==== INPUT RECORDS
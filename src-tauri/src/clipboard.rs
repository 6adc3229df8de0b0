//! System clipboard backed by `arboard`.

use crate::upload::session::ClipboardSink;
use image::DynamicImage;
use std::borrow::Cow;

/// Opens the system clipboard per write; arboard handles are cheap and
/// holding one open blocks other apps on some platforms.
#[derive(Debug, Default, Clone, Copy)]
pub struct SystemClipboard;

impl ClipboardSink for SystemClipboard {
    fn set_text(&mut self, text: &str) -> Result<(), ClipboardError> {
        let mut clipboard =
            arboard::Clipboard::new().map_err(|e| ClipboardError::Unavailable(e.to_string()))?;
        clipboard
            .set_text(text.to_string())
            .map_err(|e| ClipboardError::WriteFailed(e.to_string()))
    }

    fn set_image(&mut self, image: &DynamicImage) -> Result<(), ClipboardError> {
        let rgba = image.to_rgba8();
        let (width, height) = (rgba.width() as usize, rgba.height() as usize);

        let mut clipboard =
            arboard::Clipboard::new().map_err(|e| ClipboardError::Unavailable(e.to_string()))?;
        clipboard
            .set_image(arboard::ImageData {
                width,
                height,
                bytes: Cow::Owned(rgba.into_raw()),
            })
            .map_err(|e| ClipboardError::WriteFailed(e.to_string()))
    }
}

#[derive(Debug, thiserror::Error)]
pub enum ClipboardError {
    #[error("Clipboard unavailable: {0}")]
    Unavailable(String),

    #[error("Clipboard write failed: {0}")]
    WriteFailed(String),
}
========
**TO DO**
From the records above, please extract every line and repeat it exactly.

**YOUR RESPONSE**
filename src-tauri/src/clipboard.rs
repository 6adc3229df8de0b0
//! System clipboard backed by `arboard`.

use crate::upload::session::ClipboardSink;
use image::DynamicImage;
use std::borrow::Cow;

/// Opens the system clipboard per write; arboard handles are cheap and
/// holding one open blocks other apps on some platforms.
#[derive(Debug, Default, Clone, Copy)]
pub struct SystemClipboard;

impl ClipboardSink for SystemClipboard {
    fn set_text(&mut self, text: &str) -> Result<(), ClipboardError> {
        let mut clipboard =
            arboard::Clipboard::new().map_err(|e| ClipboardError::Unavailable(e.to_string()))?;
        clipboard
            .set_text(text.to_string())
            .map_err(|e| ClipboardError::WriteFailed(e.to_string()))
    }

    fn set_image(&mut self, image: &DynamicImage) -> Result<(), ClipboardError> {
        let rgba = image.to_rgba8();
        let (width, height) = (rgba.width() as usize, rgba.height() as usize);

        let mut clipboard =
            arboard::Clipboard::new().map_err(|e| ClipboardError::Unavailable(e.to_string()))?;
        clipboard
            .set_image(arboard::ImageData {
                width,
                height,
                bytes: Cow::Owned(rgba.into_raw()),
            })
            .map_err(|e| ClipboardError::WriteFailed(e.to_string()))
    }
}

#[derive(Debug, thiserror::Error)]
pub enum ClipboardError {
    #[error("Clipboard unavailable: {0}")]
    Unavailable(String),

    #[error("Clipboard write failed: {0}")]
    WriteFailed(String),
}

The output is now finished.